Karl: Please don't refer to the VW engines as common rail, since they are anything but. The current PD engines are unit injectors (an evolutionary dead end since they cannot accomodate dissolved/released air in the fuel). The new Audis are indeed CRTDIs - which means that the fuel pressure is boosted to delivery pressure in the "common rail" and the injectors (peizzo-electric ones) are on-off valves (with incredibly fast response times in this case).
Thanks Pat for the perspective, but I know what PD’s are and why VW/Bosch are dropping them. I learned about piezo-electric injectors in my VW Driver and Audi Driver Magazines before this development was mentioned here in the TDi Club forum.

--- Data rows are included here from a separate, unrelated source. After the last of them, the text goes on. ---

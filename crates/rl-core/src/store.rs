//! The link store
//!
//! `LinkStore` owns one SQLite connection and is the only way the rest of
//! the program touches saved links. Opening it brings the schema up to
//! date; every write afterwards runs in an IMMEDIATE transaction that
//! covers both the `links` row and its search index entry.
//!
//! ## Usage
//!
//! ```ignore
//! let mut store = LinkStore::open(&Config::load()?)?;
//!
//! let outcome = store.add(&LinkDraft::new("https://example.com").tags("rust"))?;
//! store.mark_read(&outcome.link.id)?;
//!
//! for link in store.search("rust")? {
//!     println!("{}", link.url);
//! }
//! ```

use std::path::Path;
use std::time::Duration;

use rusqlite::{Connection, Transaction, TransactionBehavior};
use tracing::{debug, info, warn};

use crate::config::Config;
use crate::identity::{is_valid_id, new_id};
use crate::merge::{merge_for_add, merge_for_import};
use crate::models::{
    validate_url, AddOutcome, ImportReport, Link, LinkDraft, ListOptions, SkippedRecord,
};
use crate::storage::{links, migrations, search, StoreError, StoreResult};
use crate::{timestamp, transfer};

/// Path that opens a private in-memory database
pub const IN_MEMORY: &str = ":memory:";

/// Persistent store of saved links
pub struct LinkStore {
    conn: Connection,
}

impl LinkStore {
    /// Open the database named by the configuration
    pub fn open(config: &Config) -> StoreResult<Self> {
        Self::open_path(
            config.database_path(),
            Duration::from_millis(config.busy_timeout_ms),
        )
    }

    /// Open or create a database file, creating its directory if needed
    ///
    /// File databases use WAL journaling. `busy_timeout` bounds how long a
    /// write waits for another process holding the lock.
    pub fn open_path(path: impl AsRef<Path>, busy_timeout: Duration) -> StoreResult<Self> {
        let path = path.as_ref();
        if path.as_os_str() == IN_MEMORY {
            return Self::open_in_memory();
        }

        if let Some(parent) = path.parent().filter(|p| !p.as_os_str().is_empty()) {
            std::fs::create_dir_all(parent)
                .map_err(|e| StoreError::from_io(e, parent.to_path_buf()))?;
        }

        let conn = Connection::open(path)?;
        conn.busy_timeout(busy_timeout)?;
        let mode: String =
            conn.pragma_update_and_check(None, "journal_mode", "WAL", |row| row.get(0))?;
        if !mode.eq_ignore_ascii_case("wal") {
            warn!("Database {:?} stayed in {} journal mode", path, mode);
        }
        conn.pragma_update(None, "synchronous", "NORMAL")?;

        debug!("Opened database at {:?}", path);
        Self::from_connection(conn)
    }

    /// Open an in-memory database (for testing)
    pub fn open_in_memory() -> StoreResult<Self> {
        Self::from_connection(Connection::open_in_memory()?)
    }

    fn from_connection(mut conn: Connection) -> StoreResult<Self> {
        migrations::migrate(&mut conn)?;
        Ok(Self { conn })
    }

    /// Get a reference to the underlying connection
    pub fn connection(&self) -> &Connection {
        &self.conn
    }

    // ==================== Writes ====================

    /// Save a URL, merging into the stored link when the URL is known
    ///
    /// Non-empty title and note replace stored values; tags are unioned.
    /// Id, creation time and read state of a known URL never change here.
    pub fn add(&mut self, draft: &LinkDraft) -> StoreResult<AddOutcome> {
        validate_url(&draft.url)?;

        self.write(|tx| match links::find_by_url(tx, &draft.url)? {
            Some(existing) => {
                let link = merge_for_add(&existing, draft);
                links::update(tx, &link)?;
                search::index_link(tx, &link)?;
                debug!("Merged into link {} ({})", link.id, link.url);
                Ok(AddOutcome {
                    link,
                    created: false,
                })
            }
            None => {
                let link = Link {
                    id: new_id(),
                    url: draft.url.clone(),
                    title: draft.title.clone(),
                    note: draft.note.clone(),
                    tags: draft.tags.clone(),
                    created_at: Some(timestamp::now()),
                    read_at: None,
                };
                links::insert(tx, &link)?;
                search::index_link(tx, &link)?;
                debug!("Created link {} ({})", link.id, link.url);
                Ok(AddOutcome {
                    link,
                    created: true,
                })
            }
        })
    }

    /// Permanently remove a link and its index entry
    pub fn delete(&mut self, id: &str) -> StoreResult<()> {
        check_id(id)?;

        self.write(|tx| {
            if links::delete(tx, id)? == 0 {
                return Err(not_found(id));
            }
            search::unindex(tx, id)?;
            debug!("Deleted link {}", id);
            Ok(())
        })
    }

    /// Delete each id independently, reporting every outcome
    pub fn delete_many(&mut self, ids: &[String]) -> Vec<(String, StoreResult<()>)> {
        ids.iter()
            .map(|id| (id.clone(), self.delete(id)))
            .collect()
    }

    /// Stamp the link as read now; repeating re-stamps it
    pub fn mark_read(&mut self, id: &str) -> StoreResult<()> {
        let now = timestamp::format(&timestamp::now());
        self.set_read_at(id, Some(&now))
    }

    /// Clear the read stamp
    pub fn mark_unread(&mut self, id: &str) -> StoreResult<()> {
        self.set_read_at(id, None)
    }

    fn set_read_at(&mut self, id: &str, read_at: Option<&str>) -> StoreResult<()> {
        check_id(id)?;

        self.write(|tx| {
            if links::set_read_at(tx, id, read_at)? == 0 {
                return Err(not_found(id));
            }
            Ok(())
        })
    }

    /// Merge exported records into the store
    ///
    /// Stored text wins over incoming text, tags are unioned, and the
    /// incoming read state replaces the stored one. Records with an
    /// invalid URL or id are skipped and listed in the report. Each record
    /// commits on its own; a storage failure stops the import and leaves
    /// earlier records in place.
    pub fn import(&mut self, records: Vec<Link>) -> StoreResult<ImportReport> {
        let mut report = ImportReport::default();

        for record in records {
            if let Some(reason) = rejection(&record) {
                warn!("Skipping import record {}: {}", record.url, reason);
                report.skipped.push(SkippedRecord {
                    url: record.url,
                    reason,
                });
                continue;
            }

            let url = record.url.clone();
            let created = self
                .write(|tx| import_record(tx, record))
                .map_err(|source| StoreError::ImportAborted {
                    url,
                    completed: report.imported(),
                    source: Box::new(source),
                })?;

            if created {
                report.created += 1;
            } else {
                report.merged += 1;
            }
        }

        info!(
            "Imported {} link(s): {} new, {} merged, {} skipped",
            report.imported(),
            report.created,
            report.merged,
            report.skipped.len()
        );
        Ok(report)
    }

    /// Decode a JSON export and import it
    pub fn import_json(&mut self, json: &str) -> StoreResult<ImportReport> {
        let records = transfer::decode(json)?;
        self.import(records)
    }

    /// Repopulate the search index from the stored links
    pub fn rebuild_search_index(&mut self) -> StoreResult<usize> {
        let indexed = self.write(|tx| search::rebuild(tx))?;
        info!("Rebuilt search index with {} link(s)", indexed);
        Ok(indexed)
    }

    /// Run `f` inside an IMMEDIATE transaction, committing on success
    fn write<T>(&mut self, f: impl FnOnce(&Transaction<'_>) -> StoreResult<T>) -> StoreResult<T> {
        let tx = self
            .conn
            .transaction_with_behavior(TransactionBehavior::Immediate)?;
        let value = f(&tx)?;
        tx.commit()?;
        Ok(value)
    }

    // ==================== Reads ====================

    /// Get a link by id
    pub fn get(&self, id: &str) -> StoreResult<Link> {
        check_id(id)?;
        links::find_by_id(&self.conn, id)?.ok_or_else(|| not_found(id))
    }

    /// Get the link saved for `url`, if any
    pub fn find_by_url(&self, url: &str) -> StoreResult<Option<Link>> {
        links::find_by_url(&self.conn, url)
    }

    /// Links matching the filters, newest first
    pub fn list(&self, opts: &ListOptions) -> StoreResult<Vec<Link>> {
        links::list(&self.conn, opts)
    }

    /// Every link, newest first
    pub fn export(&self) -> StoreResult<Vec<Link>> {
        self.list(&ListOptions::all())
    }

    /// Every link as the JSON export document
    pub fn export_json(&self) -> StoreResult<String> {
        transfer::encode(&self.export()?)
    }

    /// Full-text search, newest first
    pub fn search(&self, query: &str) -> StoreResult<Vec<Link>> {
        search::search(&self.conn, query)
    }

    /// Number of stored links
    pub fn count(&self) -> StoreResult<usize> {
        links::count(&self.conn)
    }
}

/// Insert or merge one record; returns `true` when a new link was created
fn import_record(tx: &Transaction<'_>, record: Link) -> StoreResult<bool> {
    match links::find_by_url(tx, &record.url)? {
        Some(existing) => {
            let link = merge_for_import(&existing, &record);
            links::update(tx, &link)?;
            search::index_link(tx, &link)?;
            debug!("Merged import into link {} ({})", link.id, link.url);
            Ok(false)
        }
        None => {
            let link = Link {
                id: if record.id.is_empty() {
                    new_id()
                } else {
                    record.id
                },
                created_at: record.created_at.or_else(|| Some(timestamp::now())),
                ..record
            };
            links::insert(tx, &link)?;
            search::index_link(tx, &link)?;
            debug!("Imported link {} ({})", link.id, link.url);
            Ok(true)
        }
    }
}

/// Why an import record cannot be written, if it cannot
fn rejection(record: &Link) -> Option<String> {
    if let Err(e) = validate_url(&record.url) {
        return Some(e.to_string());
    }
    if !record.id.is_empty() && !is_valid_id(&record.id) {
        return Some(
            StoreError::InvalidId {
                id: record.id.clone(),
            }
            .to_string(),
        );
    }
    None
}

fn check_id(id: &str) -> StoreResult<()> {
    if is_valid_id(id) {
        Ok(())
    } else {
        Err(StoreError::InvalidId { id: id.to_string() })
    }
}

fn not_found(id: &str) -> StoreError {
    StoreError::NotFound { id: id.to_string() }
}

As I said I use the term “common rail” as short hand for this reason. Outside this forum, outside the USA for that matter, the most common term associated direct injection diesel engine technology, regardless of what fuel system is actually used, is “common rail.”
Quick! How many tdi engines have been using common rail over the last ten years and who makes them. Well, I do not know off the top of my head, but if I check every issue of the British magazine CAR I have (I still have almost every issue since I saw my first copy in 1983.) I am sure I will most likely find more brands of tdi diesels fitted with common rail than not, given the development of tdi technology outside the VW/Audi Group. (Otherwise I have been reading wrong all these years and I never claim to be perfect.)
If I said, “Super 90” what is the first thought that comes in your head? I would hazard to say if you have heard the term before, it is in association with Porsche.
Correct?
Or did you say Audi.
Most people, who would know, would say Porsche and would be correct. I have found few who know, even at Audi Dealers, that the first Audi ever sold in the USA was called a “Super 90.” It was a “Super 90” because it required Premium gasoline (95 –98 RON) and produced 90 hp DIN. And to describe the Super 90 fully, I would have to explain the basis of the Super 90 and how it fit into a model lineup that was all the same except the models were delineated by the engine horsepower, not engine displacement (but was related) and trim levels. Yet, in point of fact, it is even more detailed than that.
My point here is that, as I stated originally, I use term “common rail” as short hand, so that every discussion, especially outside this forum, is not a full blown technical dissertation when the basics of TDi Technology are that Direct Injection Diesels require [ever] higher fuel system pressures with more precise and adjustable injection times in a drive to produce greater power and torque over a specific RPM range with ever increasing regard to fuel consumption and emissions in which “common rail” fuel systems are the systems of choice for these on going developments in passenger cars. This was true very early on in the growth of TDi technology, especially outside of the VW /Audi Group.
As for performance tuning of either a first or second-generation Audi 2.5 L 5-cylinder diesel let me address the first generation motor, first.
As this motor was converted to direct injection rather late in its production life, I do not doubt that there is little, if any, performance tuning available for this motor, nor do I ever recall there ever being any.
In the heyday of the 2.2/2.3 L 5-cylinder gasoline motor very little was offered in the area of engine tuning, be it a 20V or 10V Turbo, or normally aspirated motor. In 1991, at the Frankfurt Auto Show the premier VW / Audi tuner, Abt, offered no engine enhancements, of any type, outside of a post catalyst exhaust for the then current production type 89 80/90 model Audis, for example.
With respect to the 2.5 L R5 5-cylinder motor running in VW Motorsport supported Touaregs. If past patterns follow, with VW and Audi racing cars over the past 31 years, very little of the motor, outside of the short block, will resemble a production [second generation] 2.5L R5 5-cylinder.
Of the two preeminent VW/Audi tuners, Abt Sportline and M-T-M (Motoren-Technik-Mayer), only Abt offers performance modifications for the 2.5L R5 5-cylinder in the form of “chip tuning” (128 @ 3500 rpm to 152 @ 3800 DIN). M-T-M’s sole focus is on the V-10 TDi.
I drove a few of the original Audi 5-cylinder diesels sold in the USA when they were current models [and I serviced VW's and Audis for a living] and I loved them. I very much enjoyed the gasoline versions, especially in the type 85 and type 89 quattro’s I’ve owned too.
But I must say I still believe, given all our discussions so far, that the conversion of 1.9 TDi to either a 2.5 V6 TDi or 2.5 R5 TDi is not the best option given the tuning developments that already exists for VW/Audi models of A4/A6 already equipped with either the 1.9 or 2.5 TDi’s from the factory.